The Tanawhas said to have lived in the wetland there.
So this installation under Merrill Drive, under the overpass, under the road here, it's interactive.
You can hear the clashing of water that evokes the stream.
And you can see that we're in a watershed where a lot of water would be running downhill from the sides here.
and then running through what was a big wetland and what is now Acheia Square and then moving down Queen Street.
So basically Waihorutu is exactly where Queen Street was and that's all underground now.
When colonists arrived here and started up Auckland, one of the things they did, unfortunately, with the Waihoratu stream is they turned it into a sewer.
So all the sewage, all the rubbish, you know, scraps, you name it, was dumped in there.
And it was renamed the Liger Canal.
It was in a terrible state.
We've actually got a couple of photographs of it from that period as well.

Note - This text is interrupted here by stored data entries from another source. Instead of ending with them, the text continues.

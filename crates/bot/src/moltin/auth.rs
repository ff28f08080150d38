//! Moltin client-credentials authentication.
//!
//! The access token lives inside a [`TokenProvider`] owned by the client
//! instead of in process-wide state.

use secrecy::{ExposeSecret, SecretString};
use serde::Deserialize;
use tokio::sync::RwLock;
use tracing::{debug, instrument};

use super::MoltinError;
use crate::config::MoltinConfig;

/// Seconds before expiry at which a token is already treated as expired.
const EXPIRY_MARGIN_SECS: i64 = 30;

/// Access token obtained from the Moltin OAuth endpoint.
#[derive(Debug, Clone)]
pub struct AccessToken {
    /// Bearer token for API requests.
    pub value: SecretString,
    /// Unix timestamp when the token expires.
    pub expires_at: i64,
}

impl AccessToken {
    /// Check if the token has expired, or will within the safety margin.
    #[must_use]
    pub fn is_expired(&self) -> bool {
        self.is_expired_at(chrono::Utc::now().timestamp())
    }

    /// Same as [`Self::is_expired`] for an explicit clock reading.
    #[must_use]
    pub const fn is_expired_at(&self, now: i64) -> bool {
        now >= self.expires_at - EXPIRY_MARGIN_SECS
    }
}

/// Response from `POST /oauth/access_token`.
#[derive(Deserialize)]
struct TokenResponse {
    access_token: String,
    /// Absolute expiry as a unix timestamp.
    #[serde(default)]
    expires: Option<i64>,
    /// Token lifetime in seconds.
    #[serde(default)]
    expires_in: Option<i64>,
}

impl TokenResponse {
    fn into_token(self, now: i64) -> Result<AccessToken, MoltinError> {
        let expires_at = self
            .expires
            .or_else(|| self.expires_in.map(|secs| now + secs))
            .ok_or_else(|| MoltinError::Auth("token response has no expiry".to_string()))?;

        Ok(AccessToken {
            value: SecretString::from(self.access_token),
            expires_at,
        })
    }
}

/// Hands out a valid access token, fetching a new one when needed.
pub struct TokenProvider {
    endpoint: String,
    client_id: String,
    client_secret: SecretString,
    token: RwLock<Option<AccessToken>>,
}

impl std::fmt::Debug for TokenProvider {
    fn fmt(&self, f: &mut std::fmt::Formatter<'_>) -> std::fmt::Result {
        f.debug_struct("TokenProvider")
            .field("endpoint", &self.endpoint)
            .field("client_id", &self.client_id)
            .finish_non_exhaustive()
    }
}

impl TokenProvider {
    /// Create a provider for the configured API.
    #[must_use]
    pub fn new(config: &MoltinConfig) -> Self {
        Self {
            endpoint: format!("{}/oauth/access_token", config.api_url),
            client_id: config.client_id.clone(),
            client_secret: config.client_secret.clone(),
            token: RwLock::new(None),
        }
    }

    /// Return the cached token, fetching a fresh one if it is missing or
    /// about to expire.
    ///
    /// # Errors
    ///
    /// Returns `MoltinError::Auth` if the OAuth endpoint rejects the
    /// credentials, or `MoltinError::Http` on network failures.
    pub async fn valid_token(&self, http: &reqwest::Client) -> Result<SecretString, MoltinError> {
        if let Some(token) = self.token.read().await.as_ref()
            && !token.is_expired()
        {
            return Ok(token.value.clone());
        }

        let mut guard = self.token.write().await;
        // Another request may have refreshed while we waited for the lock
        if let Some(token) = guard.as_ref()
            && !token.is_expired()
        {
            return Ok(token.value.clone());
        }

        let token = self.authenticate(http).await?;
        let value = token.value.clone();
        *guard = Some(token);
        Ok(value)
    }

    /// Drop the cached token so the next call re-authenticates.
    pub async fn invalidate(&self) {
        *self.token.write().await = None;
    }

    #[instrument(skip(self, http), fields(client_id = %self.client_id))]
    async fn authenticate(&self, http: &reqwest::Client) -> Result<AccessToken, MoltinError> {
        let now = chrono::Utc::now().timestamp();

        let response = http
            .post(&self.endpoint)
            .form(&[
                ("client_id", self.client_id.as_str()),
                ("client_secret", self.client_secret.expose_secret()),
                ("grant_type", "client_credentials"),
            ])
            .send()
            .await?;

        let status = response.status();
        if !status.is_success() {
            let error_text = response
                .text()
                .await
                .unwrap_or_else(|_| "Unknown error".to_string());
            return Err(MoltinError::Auth(format!(
                "HTTP {status}: {}",
                error_text.chars().take(200).collect::<String>()
            )));
        }

        let token = response.json::<TokenResponse>().await?.into_token(now)?;
        debug!(expires_at = token.expires_at, "Obtained Moltin access token");
        Ok(token)
    }
}
//! `HANDLE_DESCRIPTION`: a button on a product card was pressed.

use shopbot_core::{DescriptionCommand, InboundEvent, OutboundAction, SessionState};
use tracing::{debug, warn};

use super::{Reply, back_to_menu, cart_view, expect_callback};
use crate::dialogue::messages::ADDED_TO_CART;
use crate::error::{BotError, Result};
use crate::moltin::CommerceApi;

pub(super) async fn handle<C: CommerceApi>(event: &InboundEvent, commerce: &C) -> Result<Reply> {
    let press = expect_callback(SessionState::HandleDescription, event)?;

    match DescriptionCommand::parse(press.data) {
        DescriptionCommand::Back => back_to_menu(commerce, event).await,
        DescriptionCommand::Cart => cart_view(commerce, press.chat_id).await,
        DescriptionCommand::Add {
            quantity,
            product_id: Some(product_id),
        } => {
            commerce
                .add_to_cart(press.chat_id, &product_id, quantity)
                .await?;
            debug!(product_id = %product_id, quantity, "Product added to cart");
            Ok(Reply::new(
                SessionState::HandleDescription,
                vec![OutboundAction::AnswerCallback {
                    callback_id: press.callback_id.to_owned(),
                    text: ADDED_TO_CART.to_string(),
                }],
            ))
        }
        DescriptionCommand::Add {
            product_id: None, ..
        } => Err(BotError::MalformedCallback(press.data.to_owned())),
        DescriptionCommand::Unknown(command) => {
            warn!(command = %command, "Unknown product card command, returning to menu");
            Ok(Reply::silent(SessionState::HandleMenu))
        }
    }
}
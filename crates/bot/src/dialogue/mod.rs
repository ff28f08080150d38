//! The dialogue: a finite-state machine over chat sessions.
//!
//! # Flow
//!
//! 1. An inbound event arrives and the [`DialogueEngine`] resolves the
//!    chat's state (`/start` always resolves to [`SessionState::Start`])
//! 2. The handler bound to that state inspects the event, calls the
//!    commerce API, and returns a [`Reply`]: the next state plus the
//!    outbound actions to perform
//! 3. The engine performs the actions in order, then persists the next
//!    state
//!
//! Any error along the way is logged and the chat keeps its previous state.

mod engine;
pub mod handlers;
pub mod keyboards;
pub mod messages;

pub use engine::{DialogueEngine, START_COMMAND};

use shopbot_core::{OutboundAction, SessionState};

/// What a handler decided for one event.
#[derive(Debug, Clone, PartialEq, Eq)]
pub struct Reply {
    /// State to persist for the chat.
    pub next: SessionState,
    /// Actions to perform, in order.
    pub actions: Vec<OutboundAction>,
}

impl Reply {
    /// Move to `next` without sending anything.
    #[must_use]
    pub const fn silent(next: SessionState) -> Self {
        Self {
            next,
            actions: Vec::new(),
        }
    }

    /// Move to `next` after performing `actions`.
    #[must_use]
    pub const fn new(next: SessionState, actions: Vec<OutboundAction>) -> Self {
        Self { next, actions }
    }
}
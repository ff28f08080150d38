//! Message texts shown to customers.

use std::fmt::Write;

use shopbot_core::{Cart, Email, ProductDetail};

/// Heading above the catalog menu.
pub const MENU_PROMPT: &str = "Please choose:";
/// Prompt sent when checkout starts.
pub const EMAIL_PROMPT: &str = "Please send us your email address";
/// Toast shown after a quantity button is pressed.
pub const ADDED_TO_CART: &str = "Added to cart";

/// Render a cart: one block per line, then the total.
#[must_use]
pub fn cart_message(cart: &Cart) -> String {
    let mut message = String::new();
    if cart.is_empty() {
        message.push_str("Your cart is empty.\n\n");
    }
    for entry in &cart.entries {
        let _ = write!(
            message,
            "Product: {}\nDescription: {}\nAmount: {}\nPrice: {}\n\n",
            entry.name, entry.description, entry.quantity, entry.price
        );
    }
    let _ = write!(message, "Total: {}", cart.total);
    message
}

/// Render the caption of a product card.
#[must_use]
pub fn product_description(product: &ProductDetail) -> String {
    let mut message = format!("{}\n\n{}", product.name, product.description);
    if let Some(price) = &product.price {
        let _ = write!(message, "\nPrice: {price}");
    }
    message
}

/// Confirmation sent once an email address has been recorded.
#[must_use]
pub fn email_received(email: &Email) -> String {
    format!("You sent me this email: {email}\n\n{MENU_PROMPT}")
}

/// Reply to text that is not an email address.
#[must_use]
pub fn email_rejected(input: &str) -> String {
    format!("\"{}\" does not look like an email address. {EMAIL_PROMPT}", input.trim())
}
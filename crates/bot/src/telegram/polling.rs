//! Long-polling loop feeding updates into the dialogue engine.

use std::sync::Arc;

use teloxide::dispatching::{Dispatcher, UpdateFilterExt};
use teloxide::error_handlers::LoggingErrorHandler;
use teloxide::prelude::{Bot, ResponseResult};
use teloxide::types::{CallbackQuery, Message, Update};
use tracing::{debug, info};

use super::TelegramSender;
use super::updates::{inbound_from_callback, inbound_from_message};
use crate::dialogue::DialogueEngine;
use crate::moltin::CommerceApi;
use crate::session::SessionStore;

type Engine<C, St> = Arc<DialogueEngine<C, TelegramSender, St>>;

/// Poll Telegram for updates until Ctrl+C.
///
/// Updates from different chats are handled concurrently; each one runs
/// through [`DialogueEngine::handle`], which never fails, so the loop keeps
/// going regardless of per-turn errors.
pub async fn run_polling<C, St>(bot: Bot, engine: Engine<C, St>)
where
    C: CommerceApi + 'static,
    St: SessionStore + 'static,
{
    let handler = teloxide::dptree::entry()
        .branch(Update::filter_message().endpoint(on_message::<C, St>))
        .branch(Update::filter_callback_query().endpoint(on_callback::<C, St>));

    info!("Polling Telegram for updates");

    Dispatcher::builder(bot, handler)
        .dependencies(teloxide::dptree::deps![engine])
        .default_handler(|update| async move {
            debug!(update_id = ?update.id, "Ignoring unsupported update");
        })
        .error_handler(LoggingErrorHandler::with_custom_text(
            "An error from the update listener",
        ))
        .enable_ctrlc_handler()
        .build()
        .dispatch()
        .await;
}

async fn on_message<C, St>(msg: Message, engine: Engine<C, St>) -> ResponseResult<()>
where
    C: CommerceApi + 'static,
    St: SessionStore + 'static,
{
    match inbound_from_message(&msg) {
        Some(event) => engine.handle(event).await,
        None => debug!(chat_id = msg.chat.id.0, "Ignoring message without text"),
    }
    Ok(())
}

async fn on_callback<C, St>(query: CallbackQuery, engine: Engine<C, St>) -> ResponseResult<()>
where
    C: CommerceApi + 'static,
    St: SessionStore + 'static,
{
    match inbound_from_callback(&query) {
        Some(event) => engine.handle(event).await,
        None => debug!(callback_id = %query.id, "Ignoring callback without data or message"),
    }
    Ok(())
}
//! Newtype IDs for type-safe entity references.
//!
//! Telegram hands out integer ids of different widths for chats, users and
//! messages; the commerce API uses opaque strings for products and cart
//! items. Both flavours get their own wrappers so a chat id can never be
//! passed where a message id is expected.

/// Macro to define a type-safe integer ID wrapper.
///
/// Creates a newtype wrapper around the given integer type with:
/// - `Serialize`/`Deserialize` with `#[serde(transparent)]`
/// - `Debug`, `Clone`, `Copy`, `PartialEq`, `Eq`, `Hash`
/// - `new()` and `get()`
/// - `Display` and `From` conversions in both directions
///
/// # Example
///
/// ```rust
/// # use shopbot_core::define_id;
/// define_id!(ThreadId, i64);
///
/// let id = ThreadId::new(42);
/// assert_eq!(id.get(), 42);
/// ```
#[macro_export]
macro_rules! define_id {
    ($name:ident, $inner:ty) => {
        #[derive(
            Debug,
            Clone,
            Copy,
            PartialEq,
            Eq,
            Hash,
            ::serde::Serialize,
            ::serde::Deserialize
        )]
        #[serde(transparent)]
        pub struct $name($inner);

        impl $name {
            /// Wrap a raw id.
            #[must_use]
            pub const fn new(id: $inner) -> Self {
                Self(id)
            }

            /// Get the underlying value.
            #[must_use]
            pub const fn get(&self) -> $inner {
                self.0
            }
        }

        impl ::core::fmt::Display for $name {
            fn fmt(&self, f: &mut ::core::fmt::Formatter<'_>) -> ::core::fmt::Result {
                write!(f, "{}", self.0)
            }
        }

        impl From<$inner> for $name {
            fn from(id: $inner) -> Self {
                Self(id)
            }
        }

        impl From<$name> for $inner {
            fn from(id: $name) -> Self {
                id.0
            }
        }
    };
}

/// Macro to define a type-safe string key issued by a remote system.
#[macro_export]
macro_rules! define_key {
    ($name:ident) => {
        #[derive(
            Debug,
            Clone,
            PartialEq,
            Eq,
            Hash,
            ::serde::Serialize,
            ::serde::Deserialize
        )]
        #[serde(transparent)]
        pub struct $name(String);

        impl $name {
            /// Wrap a raw key.
            #[must_use]
            pub fn new(id: impl Into<String>) -> Self {
                Self(id.into())
            }

            /// Returns the key as a string slice.
            #[must_use]
            pub fn as_str(&self) -> &str {
                &self.0
            }
        }

        impl ::core::fmt::Display for $name {
            fn fmt(&self, f: &mut ::core::fmt::Formatter<'_>) -> ::core::fmt::Result {
                f.write_str(&self.0)
            }
        }

        impl From<&str> for $name {
            fn from(id: &str) -> Self {
                Self(id.to_owned())
            }
        }

        impl From<String> for $name {
            fn from(id: String) -> Self {
                Self(id)
            }
        }
    };
}

// Telegram ids
define_id!(ChatId, i64);
define_id!(UserId, u64);
define_id!(MessageId, i32);

// Commerce API ids
define_key!(ProductId);
define_key!(CartItemId);
define_key!(CustomerId);

#[cfg(test)]
#[allow(clippy::unwrap_used)]
mod tests {
    use super::*;

    #[test]
    fn test_chat_id_display_and_conversion() {
        let id = ChatId::new(-100_123);
        assert_eq!(id.to_string(), "-100123");
        assert_eq!(i64::from(id), -100_123);
    }

    #[test]
    fn test_string_keys_are_transparent() {
        let id = ProductId::new("8e3c-11aa");
        assert_eq!(serde_json::to_string(&id).unwrap(), "\"8e3c-11aa\"");
        let back: ProductId = serde_json::from_str("\"8e3c-11aa\"").unwrap();
        assert_eq!(back, id);
    }
}
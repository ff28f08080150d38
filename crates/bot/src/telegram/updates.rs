//! Conversion of teloxide updates into dialogue events.
//!
//! Updates that carry neither text nor callback data (stickers, photos,
//! inline-mode button presses without a message) have no meaning for the
//! dialogue and convert to `None`.

use shopbot_core::{ChatId, InboundEvent, MessageId, Sender, UserId};
use teloxide::types::{CallbackQuery, Message, User};

fn sender(user: &User) -> Sender {
    Sender {
        id: UserId::new(user.id.0),
        first_name: user.first_name.clone(),
    }
}

/// Convert a text message.
#[must_use]
pub fn inbound_from_message(msg: &Message) -> Option<InboundEvent> {
    let text = msg.text()?;
    let user = msg.from.as_ref()?;

    Some(InboundEvent::Message {
        chat_id: ChatId::new(msg.chat.id.0),
        message_id: MessageId::new(msg.id.0),
        sender: sender(user),
        text: text.to_owned(),
    })
}

/// Convert a button press.
#[must_use]
pub fn inbound_from_callback(query: &CallbackQuery) -> Option<InboundEvent> {
    let data = query.data.as_ref()?;
    let message = query.message.as_ref()?;

    Some(InboundEvent::Callback {
        callback_id: query.id.clone(),
        chat_id: ChatId::new(message.chat().id.0),
        message_id: MessageId::new(message.id().0),
        sender: sender(&query.from),
        data: data.clone(),
    })
}

#[cfg(test)]
#[allow(clippy::unwrap_used)]
mod tests {
    use super::*;
    use serde_json::{Value, json};

    fn message_json(extra: Value) -> Value {
        let mut message = json!({
            "message_id": 31,
            "date": 1_700_000_000,
            "chat": {"id": 5005, "type": "private", "first_name": "Ann"},
            "from": {"id": 777, "is_bot": false, "first_name": "Ann"}
        });
        if let (Some(message), Some(extra)) = (message.as_object_mut(), extra.as_object()) {
            message.extend(extra.clone());
        }
        message
    }

    fn message(extra: Value) -> Message {
        serde_json::from_value(message_json(extra)).unwrap()
    }

    fn callback(data: Option<&str>) -> CallbackQuery {
        let mut query = json!({
            "id": "cb-1",
            "from": {"id": 777, "is_bot": false, "first_name": "Ann"},
            "chat_instance": "instance-1",
            "message": message_json(json!({"text": "Please choose:"}))
        });
        if let Some(data) = data {
            query["data"] = json!(data);
        }
        serde_json::from_value(query).unwrap()
    }

    #[test]
    fn test_text_message_converts() {
        let event = inbound_from_message(&message(json!({"text": "/start"}))).unwrap();

        assert_eq!(event.user_reply(), "/start");
        assert_eq!(event.chat_id(), ChatId::new(5005));
        assert_eq!(event.message_id(), MessageId::new(31));
        assert_eq!(event.sender().first_name, "Ann");
    }

    #[test]
    fn test_message_without_text_is_dropped() {
        let location = message(json!({"location": {"latitude": 59.93, "longitude": 30.31}}));
        assert!(inbound_from_message(&location).is_none());
    }

    #[test]
    fn test_callback_converts() {
        let event = inbound_from_callback(&callback(Some("3,salmon"))).unwrap();

        assert_eq!(event.kind(), "callback");
        assert_eq!(event.user_reply(), "3,salmon");
        assert_eq!(event.chat_id(), ChatId::new(5005));
        assert_eq!(event.message_id(), MessageId::new(31));
    }

    #[test]
    fn test_callback_without_data_is_dropped() {
        assert!(inbound_from_callback(&callback(None)).is_none());
    }
}
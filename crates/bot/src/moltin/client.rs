//! `MoltinClient`: the REST implementation of [`CommerceApi`].

use std::sync::Arc;
use std::time::Duration;

use reqwest::{Method, StatusCode};
use secrecy::ExposeSecret;
use serde::Serialize;
use serde::de::DeserializeOwned;
use shopbot_core::{Cart, CartItemId, CatalogEntry, ChatId, CustomerId, Email, ProductDetail, ProductId};
use tracing::{debug, instrument};

use super::auth::TokenProvider;
use super::types::{
    CartEnvelope, CartItemRequest, CustomerData, CustomerRequest, Envelope, FileData, ProductData,
    RequestEnvelope, convert_cart, convert_catalog_entry, convert_product,
};
use super::{CommerceApi, MoltinError};
use crate::config::MoltinConfig;

/// Client for the Moltin REST API.
///
/// Cheap to clone; clones share the HTTP connection pool and the token.
#[derive(Clone)]
pub struct MoltinClient {
    inner: Arc<MoltinClientInner>,
}

struct MoltinClientInner {
    http: reqwest::Client,
    base_url: String,
    tokens: TokenProvider,
}

impl std::fmt::Debug for MoltinClient {
    fn fmt(&self, f: &mut std::fmt::Formatter<'_>) -> std::fmt::Result {
        f.debug_struct("MoltinClient")
            .field("base_url", &self.inner.base_url)
            .finish_non_exhaustive()
    }
}

impl MoltinClient {
    /// Create a new Moltin API client.
    ///
    /// # Panics
    ///
    /// Panics if the HTTP client cannot be created. This should never happen
    /// under normal circumstances as we use standard TLS configuration.
    #[must_use]
    pub fn new(config: &MoltinConfig) -> Self {
        let http = reqwest::Client::builder()
            .timeout(Duration::from_secs(30))
            .build()
            .expect("Failed to create HTTP client");

        Self {
            inner: Arc::new(MoltinClientInner {
                http,
                base_url: config.api_url.clone(),
                tokens: TokenProvider::new(config),
            }),
        }
    }

    /// Send an authenticated request and return the raw response body.
    async fn send<B: Serialize + Sync>(
        &self,
        method: Method,
        path: &str,
        body: Option<&B>,
    ) -> Result<String, MoltinError> {
        let token = self.inner.tokens.valid_token(&self.inner.http).await?;

        let mut request = self
            .inner
            .http
            .request(method, format!("{}{path}", self.inner.base_url))
            .bearer_auth(token.expose_secret());
        if let Some(body) = body {
            request = request.json(body);
        }

        let response = request.send().await?;
        let status = response.status();
        let response_text = response.text().await?;

        if status == StatusCode::UNAUTHORIZED {
            // Token revoked early; force a fresh one on the next call
            self.inner.tokens.invalidate().await;
        }

        if status == StatusCode::NOT_FOUND {
            return Err(MoltinError::NotFound(path.to_string()));
        }

        if !status.is_success() {
            return Err(api_error(status, path, &response_text));
        }

        Ok(response_text)
    }

    /// `GET` a path and decode the JSON body.
    async fn get_json<T: DeserializeOwned>(&self, path: &str) -> Result<T, MoltinError> {
        let body = self.send::<()>(Method::GET, path, None).await?;
        serde_json::from_str(&body).map_err(|e| {
            tracing::debug!(
                error = %e,
                path = %path,
                body = %body.chars().take(500).collect::<String>(),
                "Failed to parse Moltin response"
            );
            MoltinError::Parse(e)
        })
    }

    async fn fetch_product(&self, product_id: &ProductId) -> Result<ProductDetail, MoltinError> {
        let envelope: Envelope<ProductData> = self
            .get_json(&format!("/v2/products/{}", encode(product_id.as_str())))
            .await?;
        Ok(convert_product(envelope.data))
    }
}

impl CommerceApi for MoltinClient {
    #[instrument(skip(self))]
    async fn list_products(&self) -> Result<Vec<CatalogEntry>, MoltinError> {
        let envelope: Envelope<Vec<ProductData>> = self.get_json("/v2/products").await?;
        debug!(count = envelope.data.len(), "Fetched catalog");
        Ok(envelope.data.into_iter().map(convert_catalog_entry).collect())
    }

    #[instrument(skip(self), fields(product_id = %product_id))]
    async fn get_product(&self, product_id: &ProductId) -> Result<ProductDetail, MoltinError> {
        self.fetch_product(product_id).await
    }

    #[instrument(skip(self), fields(product_id = %product_id))]
    async fn get_product_image_url(&self, product_id: &ProductId) -> Result<String, MoltinError> {
        let product = self.fetch_product(product_id).await?;
        let file_id = product.main_image_id.ok_or_else(|| {
            MoltinError::NotFound(format!("Main image for product {product_id}"))
        })?;

        let envelope: Envelope<FileData> = self
            .get_json(&format!("/v2/files/{}", encode(&file_id)))
            .await?;
        Ok(envelope.data.link.href)
    }

    #[instrument(skip(self), fields(cart = %cart, product_id = %product_id))]
    async fn add_to_cart(
        &self,
        cart: ChatId,
        product_id: &ProductId,
        quantity: u32,
    ) -> Result<(), MoltinError> {
        let body = RequestEnvelope {
            data: CartItemRequest {
                id: product_id.as_str(),
                kind: "cart_item",
                quantity,
            },
        };
        self.send(Method::POST, &format!("/v2/carts/{cart}/items"), Some(&body))
            .await?;
        debug!(quantity, "Added product to cart");
        Ok(())
    }

    #[instrument(skip(self), fields(cart = %cart))]
    async fn get_cart(&self, cart: ChatId) -> Result<Cart, MoltinError> {
        let envelope: CartEnvelope = self.get_json(&format!("/v2/carts/{cart}/items")).await?;
        Ok(convert_cart(envelope))
    }

    #[instrument(skip(self), fields(cart = %cart, item_id = %item_id))]
    async fn remove_from_cart(&self, cart: ChatId, item_id: &CartItemId) -> Result<(), MoltinError> {
        self.send::<()>(
            Method::DELETE,
            &format!("/v2/carts/{cart}/items/{}", encode(item_id.as_str())),
            None,
        )
        .await?;
        Ok(())
    }

    #[instrument(skip(self, email), fields(name = %name))]
    async fn create_customer(&self, name: &str, email: &Email) -> Result<CustomerId, MoltinError> {
        let body = RequestEnvelope {
            data: CustomerRequest {
                kind: "customer",
                name,
                email: email.as_str(),
            },
        };
        let response = self.send(Method::POST, "/v2/customers", Some(&body)).await?;
        let envelope: Envelope<CustomerData> = serde_json::from_str(&response)?;
        debug!(customer_id = %envelope.data.id, "Created customer");
        Ok(CustomerId::from(envelope.data.id))
    }
}

/// Turn a non-success response into an error.
///
/// Logged at debug only; the failed turn is reported once by the dialogue.
fn api_error(status: StatusCode, path: &str, body: &str) -> MoltinError {
    debug!(
        status = %status,
        path = %path,
        body = %body.chars().take(500).collect::<String>(),
        "Moltin API returned non-success status"
    );
    MoltinError::Api {
        status: status.as_u16(),
        body: body.chars().take(200).collect(),
    }
}

/// Percent-encode a path segment taken from callback data.
fn encode(segment: &str) -> std::borrow::Cow<'_, str> {
    urlencoding::encode(segment)
}
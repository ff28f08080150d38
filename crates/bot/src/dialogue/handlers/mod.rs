//! One handler per session state.
//!
//! Every handler has the same shape: it takes the triggering event and the
//! commerce API, and returns a [`Reply`]. Handlers never talk to the chat
//! platform or the session store themselves.

mod cart;
mod description;
mod menu;
mod start;
mod waiting_email;

use shopbot_core::{ChatId, InboundEvent, OutboundAction, SessionState};

use super::Reply;
use super::keyboards::{cart_keyboard, menu_keyboard};
use super::messages::{MENU_PROMPT, cart_message};
use crate::error::{BotError, Result};
use crate::moltin::CommerceApi;

/// Run the handler bound to `state`.
///
/// # Errors
///
/// Returns the handler's error; see the individual handlers.
pub async fn dispatch<C: CommerceApi>(
    state: SessionState,
    event: &InboundEvent,
    commerce: &C,
) -> Result<Reply> {
    match state {
        SessionState::Start => start::handle(event, commerce).await,
        SessionState::HandleMenu => menu::handle(event, commerce).await,
        SessionState::HandleDescription => description::handle(event, commerce).await,
        SessionState::HandleCart => cart::handle(event, commerce).await,
        SessionState::HandleWaitingEmail => waiting_email::handle(event, commerce).await,
    }
}

/// A button press as seen by a handler.
struct Press<'a> {
    callback_id: &'a str,
    chat_id: ChatId,
    data: &'a str,
}

/// Require a button press; free text in a button-driven state is an error.
fn expect_callback(state: SessionState, event: &InboundEvent) -> Result<Press<'_>> {
    match event {
        InboundEvent::Callback {
            callback_id,
            chat_id,
            data,
            ..
        } => Ok(Press {
            callback_id,
            chat_id: *chat_id,
            data,
        }),
        InboundEvent::Message { .. } => Err(BotError::UnexpectedEvent {
            state,
            expected: "callback",
            received: event.kind(),
        }),
    }
}

/// Catalog menu message with `text` above it.
async fn menu_message<C: CommerceApi>(
    commerce: &C,
    chat_id: ChatId,
    text: String,
) -> Result<OutboundAction> {
    let catalog = commerce.list_products().await?;
    Ok(OutboundAction::SendText {
        chat_id,
        text,
        keyboard: Some(menu_keyboard(&catalog)),
    })
}

/// Fresh menu replacing the message the user pressed a button on.
async fn back_to_menu<C: CommerceApi>(commerce: &C, event: &InboundEvent) -> Result<Reply> {
    let chat_id = event.chat_id();
    let menu = menu_message(commerce, chat_id, MENU_PROMPT.to_string()).await?;
    Ok(Reply::new(
        SessionState::HandleMenu,
        vec![
            menu,
            OutboundAction::DeleteMessage {
                chat_id,
                message_id: event.message_id(),
            },
        ],
    ))
}

/// Current cart with its keyboard.
async fn cart_view<C: CommerceApi>(commerce: &C, chat_id: ChatId) -> Result<Reply> {
    let cart = commerce.get_cart(chat_id).await?;
    Ok(Reply::new(
        SessionState::HandleCart,
        vec![OutboundAction::SendText {
            chat_id,
            text: cart_message(&cart),
            keyboard: Some(cart_keyboard(&cart)),
        }],
    ))
}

Yeah, and eventually they undergrounded the whole thing.
So they built vaulted brick arches over it and it became, you know, an old school sewer running down under Queen Street.
Because it discharges in the harbour, there have been, and it's very difficult in Auckland because when we turn streams into sewers, both stormwater and waste matter from toilets and things like that go in there.
Now the big effort in Auckland and the older areas is to separate those two.
So it's no problem having just rainwater going down there, discharging into the harbour, but we don't want anything else.